Without the polymorph-separation procedure, the single combined data set produced an electron-density map with dual conformations representing the two polymorph structures (Fig. 5). Comparison of these structures with earlier 100 K crystal structures (for example PDB entry 2bw4, where the unit-cell parameter was 95.41 Å; Antonyuk et al., 2005) revealed a pattern of changes that affect the crystal contacts between AcNiR monomers. These structural differences between the two polymorphs are explored further in §3.3.

Figure 5.

Figure 5

2F oF c electron-density maps for the AcNiR data set 1 structures derived from (a) all images, (b) the small unit cell only and (c) the large unit cell only. The maps are contoured at 0.311 e Å−3 (all data), 0.368 e Å−3 (AcNiR-small) and 0.348 e Å−3 (AcNiR-big). Note the dual conformations in (a) with occupancies (0.3 and 0.7) consistent with the proportion of large-cell and small-cell images within data set 1. This figure was prepared using CCP4mg (McNicholas et al., 2011).

The reason why two different polymorphs exist within a single sample of batch-grown AcNiR microcrystals and the factors determining the proportion of each that is present remain unclear. Interestingly, different batch crystallizations of similar age exhibited different proportions of AcNiR-big and AcNiR-small (data not shown). To investigate possible causes of the polymorph distribution, a second chip of AcNiR microcrystals was used in which different dilutions of the starting microcrystal stock were applied to different ‘city blocks’ of the chip. A progressive shift with dilution was observed, from an almost entirely small-cell population in the undiluted sample to a predominantly large-cell population at dilutions greater than 15× (Supplementary Fig. S2). The mechanism by which dilution influences the cell polymorph remains unclear. We note that as the dilution was achieved by the addition of further crystal-storage buffer to the microcrystal suspension, there were no changes to the pH or the precipitant concentration in this process.

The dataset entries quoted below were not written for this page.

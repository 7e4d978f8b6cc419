//! Low-rank tensor regression example.
//!
//! Fits a rank-2 weight tensor mapping (4, 5) inputs to 3-vectors, then
//! compares it with the planted weights.
//!
//! Run with:
//! ```bash
//! RUST_LOG=tenreg_fit=debug cargo run --example fit_lowrank
//! ```

use scirs2_core::ndarray_ext::Array1;
use scirs2_core::random::{SeedableRng, StdRng};
use tenreg_core::DenseND;
use tenreg_fit::{
    contract_samples, fit_with, reconstruct_weights, ErrorHistory, FactorSet, FitConfig,
};
use tracing_subscriber::EnvFilter;

fn main() -> anyhow::Result<()> {
    tracing_subscriber::fmt()
        .with_env_filter(EnvFilter::from_default_env())
        .init();

    println!("=== tenreg-fit: low-rank regression ===\n");

    let mut rng = StdRng::seed_from_u64(2024);
    let x = DenseND::<f64>::random_normal(&[200, 4, 5], 0.0, 1.0, &mut rng);

    // Planted rank-2 weights
    let planted = FactorSet::from_pairs(vec![
        (
            Array1::from_iter((0..20).map(|k| (k as f64 * 0.3).sin())),
            Array1::from(vec![1.0, -0.5, 2.0]),
        ),
        (
            Array1::from_iter((0..20).map(|k| if k % 4 == 0 { 1.0 } else { 0.0 })),
            Array1::from(vec![0.0, 1.5, -1.0]),
        ),
    ])?;
    let w_true = reconstruct_weights(&planted, &[4, 5], &[3])?;
    let y = contract_samples(&x, &w_true)?;
    println!("X: {:?}  Y: {:?}", x.shape(), y.shape());

    let config = FitConfig::new(2).with_lambda(1e-3).with_eps(1e-10);
    let mut history = ErrorHistory::new();
    let result = fit_with(&x, &y, &config, &mut rng, &mut history)?;

    println!("Status: {:?} after {} sweeps", result.status, result.iters);
    println!("Final regularized error: {:.3e}", result.error);
    for (step, err) in history.errors.iter().enumerate().take(5) {
        println!("  sweep {:>3}: {:.6e}", step + 1, err);
    }
    if let Some(warning) = result.warning() {
        println!("Warning: {}", warning);
    }

    let max_diff = result
        .weights
        .iter()
        .zip(w_true.iter())
        .map(|(a, b)| (a - b).abs())
        .fold(0.0f64, f64::max);
    println!("Max |W - W_true|: {:.3e}", max_diff);

    Ok(())
}
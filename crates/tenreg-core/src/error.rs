//! Shape errors raised by tensor construction and matricization

use thiserror::Error;

/// Failure to interpret data under a requested shape.
#[derive(Error, Debug, Clone, PartialEq, Eq)]
pub enum ShapeError {
    /// The number of elements does not match the product of the shape.
    #[error("Shape {shape:?} requires {expected} elements, but got {actual}")]
    ElementCount {
        shape: Vec<usize>,
        expected: usize,
        actual: usize,
    },

    /// Matricization needs a leading sample axis.
    #[error("Tensor of rank 0 has no sample axis")]
    MissingSampleAxis,

    /// A matrix cannot be folded into the requested trailing shape.
    #[error("Matrix shape {matrix:?} incompatible with trailing shape {trailing:?}")]
    FoldMismatch {
        matrix: [usize; 2],
        trailing: Vec<usize>,
    },

    /// Storage layout rejected by the array backend.
    #[error("Layout error: {0}")]
    Layout(String),
}
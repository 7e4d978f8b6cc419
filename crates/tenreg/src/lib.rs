//! # tenreg - Low-Rank Tensor Regression
//!
//! Fits a linear map between tensor-valued samples whose weight tensor is
//! constrained to CP-rank R, using ridge-regularized alternating least
//! squares.
//!
//! This is the **meta crate** that re-exports the components and provides
//! logging setup.
//!
//! ## Quick Start
//!
//! ```
//! use tenreg::prelude::*;
//!
//! let x = DenseND::<f64>::from_fn(&[30, 3, 4], |idx| ((idx[0] + 2 * idx[1] + idx[2]) % 7) as f64);
//! let y = DenseND::<f64>::from_fn(&[30, 2], |idx| ((idx[0] * (idx[1] + 1)) % 5) as f64);
//!
//! let result = fit(&x, &y, &FitConfig::new(2).with_lambda(0.5).with_seed(7))?;
//! assert_eq!(result.weights.shape(), &[3, 4, 2]);
//! assert_eq!(result.predict(&x)?.shape(), &[30, 2]);
//! # Ok::<(), anyhow::Error>(())
//! ```
//!
//! ## Components
//!
//! ### Dense Tensors ([`core`])
//!
//! `DenseND`, random creation, sample-axis unfold/fold.
//!
//! ```
//! use tenreg::core::DenseND;
//!
//! let batch = DenseND::<f64>::ones(&[10, 2, 3]);
//! let mat = batch.unfold_samples().unwrap();
//! assert_eq!(mat.shape(), &[10, 6]);
//! ```
//!
//! ### Fitting ([`fit`](crate::fit))
//!
//! Operators, factor sweeps, stabilization, convergence monitoring and weight
//! reconstruction.
//!
//! ### Logging ([`logging`])
//!
//! `tracing-subscriber` initialization driven by `RUST_LOG` and
//! `TENREG_LOG_FORMAT`.
//!
//! ## Features
//!
//! - `serde`: serialize `FitConfig` and `InitStrategy`

#![deny(warnings)]

pub use tenreg_core as core;
pub use tenreg_fit as fit;

pub mod logging;

pub mod prelude {
    //! Prelude module for convenient imports
    //!
    //! ```
    //! use tenreg::prelude::*;
    //!
    //! let config = FitConfig::new(3);
    //! assert_eq!(config.rank, 3);
    //! ```

    pub use crate::core::{DenseND, ShapeError};

    pub use crate::fit::{
        contract_samples, fit, fit_with, reconstruct_weights, ErrorHistory, FitConfig, FitError,
        FitStatus, InitStrategy, LowRankFit, NoopObserver, ProgressObserver,
    };

    pub use crate::logging::{init_tracing, TracingConfig, TracingFormat};
}
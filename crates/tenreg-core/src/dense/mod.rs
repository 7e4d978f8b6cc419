//! Dense tensor implementation
//!
//! Split by concern: the type itself, random creation, and shape operations
//! (including sample-axis matricization).

pub mod types;

mod creation;
mod shape_ops;

pub mod densend_traits;

pub use types::DenseND;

3.2. Global radiation damage in MSS data sets  

As dose was accumulated at a relatively high dose rate of 1.1 MGy s−1, evidence of global radiation damage was found in the form of a rapid decrease in diffracting power (Fig. 6). An initial plateau region or lag phase is apparent spanning the first three data sets, corresponding to ∼20–35 kGy and 20–30 ms exposure time. The subsequent fall in diffracting power follows an exponential decay, with a somewhat faster fall-off with dose for the AcNiR-small population than the AcNiR-big population. The half-doses for the two polymorphs were 55 and 75 kGy, respectively (as estimated from Fig. 6). The half-dose for the large-cell polymorph is larger than that for the small cell owing to the convolution of the decay in diffracting power with the radiation-driven polymorph switch (Fig. 3 b).

Figure 6.

Figure 6

Total diffracting power of crystals as a function of accumulated X-ray dose. Diffracting power was defined as the total Bragg intensity for each dose point as reported by prime after integration and scaling over the resolution range 30–1.48 Å.

Such an intensity decay can arise from a number of sources. Firstly, exceeding the count-rate limit of a single photon-counting detector such as the PILATUS3 could result in a plateau. Care was taken to ensure that count rates were well below the maximum of 10 × 106 counts per second per pixel that PILATUS3 detectors are capable of accurately recording. In the experiments described here the maximum observed counts in a Bragg spot was ∼8000, corresponding to a count-rate of 0.4 × 106 counts per second per pixel or 4% of the maximum count rate. More typical maximum counts in a Bragg spot were <4000, or less than 2% of the maximum. Further, as the crystals are not rotated at all during data collection, count rates are likely to be steady throughout the duration over which an image is recorded: a key assumption in any count-rate correction that is made during detector readout. Secondly, a lag phase can result from the outrunning of global effects such as beam-induced heating. In an initial period when site-specific damage dominates, the global decay in intensity will deviate from an exponential decay (Sygusch & Allaire, 1988, Owen et al., 2014). Thirdly, as the beam size is approximately equal to the aperture size, any temporal error in chip motion and detector triggering would mean that the diffracting power observed in the first image would be significantly reduced. Considering the horizontal beam profile, chip aperture and motion only, 68% of the beam intensity (beam FWHM 8 µm) falls within the 7 µm chip aperture assuming that they are perfectly co-centred. If the chip aperture is offset by 1, 2 or 3 µm the intensity incident on the aperture falls by 3, 11 or 23%, respectively. Thus, small errors in positioning can result in large differences in the recorded intensity. While extreme care was taken to tune the stages to eliminate this as a source of systematic error, it cannot be discounted. Fourthly, the Gaussian non-tophat profile of the beam can affect intensity decay. Warkentin and coworkers examined the effect of beam profile and dose rates on the rates of global radiation damage at room temperature in thaumatin and lysozyme crystals, showing that a non-uniform beam profile can result in a non-exponential dose response. All of these factors may contribute to the intensity-decay profile observed (Warkentin et al., 2017).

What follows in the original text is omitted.